Chapters Two and Three read the work of Canadian artist Nancy Paterson in tandem with changes in both the conditions of networked communication and feminist discourse about the construction of collective political agency and the individual subject under globalization. Chapter Two analyzes a collaborative contribution by Paterson, Peggy Smith, and Derek Dowden (Signal Breakdown—Semaphore Piece) to Robert Adrian’s The World in 24 Hours, a large-scale telecommunication art event at the 1982 Ars Electronica festival. Through mediated performance connecting an embodied basis for knowledge with the material history of telecommunications, Signal Breakdown—Semaphore Piece complicates technophilic ambitions toward a frictionless but hyper-connected global order.
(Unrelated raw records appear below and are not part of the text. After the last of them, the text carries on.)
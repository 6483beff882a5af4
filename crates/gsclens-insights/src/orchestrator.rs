//! Report orchestration: digest, then narrate or fall back.
//!
//! The orchestrator is in one of two modes, chosen at construction from
//! whether a generator is supplied. In [`Mode::AiAvailable`] each analysis
//! builds a prompt around its digest and returns the generator's text. In
//! [`Mode::Fallback`] it returns the digest plus a hint for enabling AI.
//! A failed completion never aborts an analysis; the error is reported in
//! front of the fallback text.

use std::fmt::Write as _;

use gsclens_analytics::{
    aggregate_digest, brand_digest, classify_branded, compare_periods, daily_series,
    daily_trend_direction, dataset_digest, find_opportunities, group_and_reduce,
    opportunity_digest, top_n, trend_digest, GroupBy, OpportunityCriteria, SortKey,
};
use gsclens_core::{AppConfig, Dataset};

use crate::generator::{CompletionRequest, NarrativeGenerator};
use crate::openai::OpenAiClient;
use crate::prompt::{build_prompt, ENABLE_AI_SUGGESTION, SYSTEM_INSTRUCTIONS};

/// Whether narratives come from the generator or from the digest alone.
#[derive(Debug, Clone, Copy, PartialEq, Eq)]
pub enum Mode {
    AiAvailable,
    Fallback,
}

/// Sampling limits passed to every completion.
#[derive(Debug, Clone, Copy, PartialEq)]
pub struct NarrativeSettings {
    pub max_output_tokens: u32,
    pub temperature: f32,
}

impl Default for NarrativeSettings {
    fn default() -> Self {
        Self {
            max_output_tokens: 1500,
            temperature: 0.7,
        }
    }
}

impl NarrativeSettings {
    #[must_use]
    pub fn from_config(config: &AppConfig) -> Self {
        Self {
            max_output_tokens: config.narrative_max_tokens,
            temperature: config.narrative_temperature,
        }
    }
}

pub struct ReportOrchestrator<G> {
    generator: Option<G>,
    settings: NarrativeSettings,
}

impl ReportOrchestrator<OpenAiClient> {
    /// Picks the mode from config: AI when an `OpenAiClient` can be built,
    /// fallback otherwise.
    #[must_use]
    pub fn from_config(config: &AppConfig) -> Self {
        let generator = match OpenAiClient::from_config(config) {
            Ok(client) => {
                tracing::info!(model = %config.openai_model, "AI analysis enabled");
                Some(client)
            }
            Err(e) => {
                tracing::info!(reason = %e, "AI analysis disabled, using deterministic summaries");
                None
            }
        };
        Self::new(generator, NarrativeSettings::from_config(config))
    }
}

impl<G: NarrativeGenerator> ReportOrchestrator<G> {
    #[must_use]
    pub fn new(generator: Option<G>, settings: NarrativeSettings) -> Self {
        Self {
            generator,
            settings,
        }
    }

    #[must_use]
    pub fn mode(&self) -> Mode {
        if self.generator.is_some() {
            Mode::AiAvailable
        } else {
            Mode::Fallback
        }
    }

    /// Swaps the generator. `None` switches to fallback mode.
    pub fn reconfigure(&mut self, generator: Option<G>) {
        self.generator = generator;
        tracing::info!(mode = ?self.mode(), "report orchestrator reconfigured");
    }

    /// Turns a digest into the final analysis text.
    pub async fn narrate(
        &self,
        digest: &str,
        question: &str,
        context: Option<&serde_json::Value>,
    ) -> String {
        let fallback = format!("{digest}\n\n{ENABLE_AI_SUGGESTION}");
        let Some(generator) = &self.generator else {
            return fallback;
        };

        let request = CompletionRequest {
            system_instructions: SYSTEM_INSTRUCTIONS.to_string(),
            user_prompt: build_prompt(digest, question, context),
            max_output_tokens: self.settings.max_output_tokens,
            temperature: self.settings.temperature,
        };

        match generator.complete(&request).await {
            Ok(text) => text,
            Err(e) => {
                tracing::warn!(error = %e, "AI analysis failed, returning deterministic summary");
                format!("Error during AI analysis: {e}\n\n{fallback}")
            }
        }
    }

    /// Daily traffic over the window with its trend direction.
    pub async fn traffic_trends(&self, by_date: &Dataset) -> String {
        let reading = daily_trend_direction(&daily_series(by_date));
        let mut digest = dataset_digest(by_date);
        if !by_date.is_empty() {
            if reading.insufficient_data() {
                digest.push_str("\nDaily trend: insufficient data");
            } else {
                let _ = write!(digest, "\nDaily trend: {}", reading.direction);
            }
        }
        self.narrate(
            &digest,
            "Analyse the traffic trends in this period. Which patterns stand out and what is driving them?",
            None,
        )
        .await
    }

    /// Queries with high impressions, weak position and low CTR.
    pub async fn keyword_opportunities(
        &self,
        by_query: &Dataset,
        criteria: &OpportunityCriteria,
    ) -> String {
        let rows = find_opportunities(by_query, criteria);
        let digest = opportunity_digest(&rows, criteria.ctr_threshold);
        self.narrate(
            &digest,
            "Which of these queries should we optimise first, and how can we raise their CTR?",
            None,
        )
        .await
    }

    /// Top pages by clicks.
    pub async fn content_performance(&self, by_page: &Dataset, limit: usize) -> String {
        let pages = top_n(&group_and_reduce(by_page, GroupBy::Page), limit, SortKey::Clicks);
        let digest = aggregate_digest("Top pages by clicks", &pages);
        self.narrate(
            &digest,
            "Evaluate the performance of these pages. Which content works, and which pages need improvement?",
            None,
        )
        .await
    }

    /// Current window against the preceding one.
    pub async fn period_comparison(&self, current: &Dataset, previous: &Dataset) -> String {
        let result = compare_periods(current, previous);
        let digest = trend_digest(&result, current);
        self.narrate(
            &digest,
            "Compare the two periods. What changed, why, and what should we do about it?",
            None,
        )
        .await
    }

    /// Branded versus non-branded traffic.
    pub async fn branded_analysis(&self, by_query: &Dataset, brand_keywords: &[String]) -> String {
        let digest = if brand_keywords.is_empty() {
            format!(
                "No brand keywords configured; all traffic is counted as non-branded.\n{}",
                brand_digest(&classify_branded(by_query, brand_keywords))
            )
        } else {
            brand_digest(&classify_branded(by_query, brand_keywords))
        };
        self.narrate(
            &digest,
            "How is branded traffic performing against non-branded traffic, and how can we grow each?",
            None,
        )
        .await
    }

    /// Free-form question over a general digest of the dataset.
    pub async fn custom_query(
        &self,
        dataset: &Dataset,
        question: &str,
        context: Option<&serde_json::Value>,
    ) -> String {
        let digest = dataset_digest(dataset);
        self.narrate(&digest, question, context).await
    }
}

#[cfg(test)]
#[path = "orchestrator_test.rs"]
mod tests;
Chapter Three casts Paterson’s later networked installation, Stock Market Skirt (1992–1998), as a counterpart to Signal Breakdown—Semaphore Piece, each work situating a feminized bodily form as a site and medium of information transmission. Stock Market Skirt connects a motorized party dress on a dressmaker’s dummy to stock data accessed in real time from financial websites. In contrast to Signal Breakdown—Semaphore Piece, Stock Market Skirt presents a flexible, feminized subject as an effect of subjectivizing technological strategies. Paterson’s 1980s–1990s media art installations and later turn to information policy studies reflect a deep concern over the commercialization of the internet and the coalescence of monopolies within the tech industry. As her work tracks dismay over the subsumption of socially dominant strains of feminism by neoliberal capitalism, it nevertheless explores a spectrum of understandings of the political valences of the interface, from a mechanism of control to a vehicle for liberation. For Paterson, an early, under-acknowledged theorist of cyberfeminism, feminist politics and information politics were linked.
Chapter Four analyzes City Portraits (1989–1991), a series of fax art events premised on the exchange and collective manipulation and construction of images of cities. Conceptualized and coordinated by O’Rourke, City Portraits was carried out by an international network of artists, Art Réseaux. The project aimed to search out “the possibilities of exchanging images by telephone” by staging communication events between groups of artists in their respective cities. Both City Portraits and a later, related work on CD-ROM, Paris Réseau/Paris Network (2000), play with increasingly complex ways of inhabiting and knowing space and place, advancing an implicitly feminist geography.
These works are particularly relevant to our current moment. Awareness of capitalism’s tendency to devour its critiques and a sense of the limitations of the second-wave feminist project undergird them. Viewed from the vantage point of the 2020s, they portend an era of widespread distribution of mis- and disinformation across computer networks, while also verifying the unpredictability of networks. Revealing how networked technologies build and unbuild epistemic conventions, especially as they relate to the existence, experiences, and perceptions of particular bodies in space, works by Malloy, Paterson, and O’Rourke attest to the possibility, necessity, and affective experience of collating multiple realities.
University of North Carolina at Chapel Hill
Twenty-Four-Month Chester Dale Fellow, 2022–2024
Erin Dickey completed and defended her dissertation in spring 2024. Following her fellowship, she will continue to pursue her research in North Carolina.